Personal or professional? Personal or professional? This is the question I've been mulling over since deciding to get back into blogging. Especially since I may be entering job market soon, deciding how I want to represent myself online is more important than ever.
I recognize that, in theory, I should be building a personal brand that is marketable. I should be talking about my excellent research abilities, my stellar communication, my positive attitude, my perfect writing, my superior charm and wit, my striking beauty, and...oh wait, maybe I got carried away. But on a more serious note, I do think about how I ought to be selling myself to the world via social media. Shouldn't I be creating an online resume, of sorts, that defines me professionally?
Those of us who like to share opinions, use humor, reveal preferences, carry on conversions in public forums etc. must recognize how it affects our professional image. Not every one appreciates our unique tastes. Not everyone gets our humor. Not everyone agrees with everything we say. Does this mean I shouldn’t post these types of things online? I would say no; because isn't the whole concept of social media sociality? To share with others that which interests us?

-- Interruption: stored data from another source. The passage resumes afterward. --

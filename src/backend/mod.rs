//! Data access for the chat screen
//!
//! [`ChatBackend`] is the contract the chat service consumes: clients visible
//! to the operator, their conversations, messages and policies, and sending a
//! message with a streamed reply. [`SqliteBackend`] is the local
//! implementation.
//!
//! # Reply stream
//!
//! ```text
//! send_message ──▶ Accepted(user msg) ──▶ Delta* ──▶ Completed(ai msg)
//!                                            └────▶ Failed(reason)
//! ```
//!
//! The stream always ends with exactly one `Completed` or `Failed`.

mod seed;
mod sqlite;

pub use seed::{seed_demo, SeedSummary};
pub use sqlite::SqliteBackend;

use crate::model::{Client, Conversation, Message, Operator, Policy};
use async_trait::async_trait;
use futures::stream::BoxStream;

/// Progress of a reply to a sent message
#[derive(Debug, Clone, PartialEq, Eq)]
pub enum ReplyEvent {
    /// The user message was stored; carries its persisted form
    Accepted(Message),
    /// Incremental reply text
    Delta(String),
    /// The AI message was stored with its final id and token usage
    Completed(Message),
    /// The reply could not be produced; the user message was not kept
    Failed(String),
}

impl ReplyEvent {
    /// Last event of a reply stream
    pub fn is_terminal(&self) -> bool {
        matches!(self, ReplyEvent::Completed(_) | ReplyEvent::Failed(_))
    }
}

pub type ReplyStream = BoxStream<'static, ReplyEvent>;

#[async_trait]
pub trait ChatBackend: Send + Sync {
    /// Clients the operator may chat about, by name
    async fn list_clients(&self, operator: &Operator) -> anyhow::Result<Vec<Client>>;

    /// Conversations of a client, most recently updated first
    async fn list_conversations(&self, client_id: &str) -> anyhow::Result<Vec<Conversation>>;

    /// Messages of a conversation, chronological
    async fn list_messages(&self, conversation_id: &str) -> anyhow::Result<Vec<Message>>;

    async fn create_conversation(
        &self,
        client_id: &str,
        title: Option<String>,
    ) -> anyhow::Result<Conversation>;

    /// Store the user message and stream the assistant's reply
    ///
    /// Errors returned here mean nothing was stored.
    async fn send_message(&self, conversation_id: &str, text: &str)
        -> anyhow::Result<ReplyStream>;

    async fn list_policies(&self, client_id: &str) -> anyhow::Result<Vec<Policy>>;
}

But that still doesn't give us much of a guideline for how much of our online activity should be devoted to developing our professional image, because in most cases, our personal and professional interests intersect. There are many career advisors out there who would suggest we should forgo the lure of using social media for our own evil pleasures (like sharing links to funny youtube videos, making fun of cakes gone horribly wrong, and referring friends to the delicious yogurt shops) in favor of only tweetbloglikediggfollowposting material related to our professional development.
But I don't agree; I feel like the lines between our personal and professional lives are very blurry. I'm not even sure if they are separate to be honest, and thus, I think people spend far too much time worrying about keeping personal and professional identities (notice I did not say actual work or play activities) artificially apart. Sure, any time an employer, colleague, or networking contact wants to, they can go online, do a quick search and access tons of "personal" information about you (especially if you utilize social media to its max), but that doesn't mean social media has to be all work and no play. I think the best users seemlessly blend professional and personal content with appropriate doses of descretion of course. What do you think?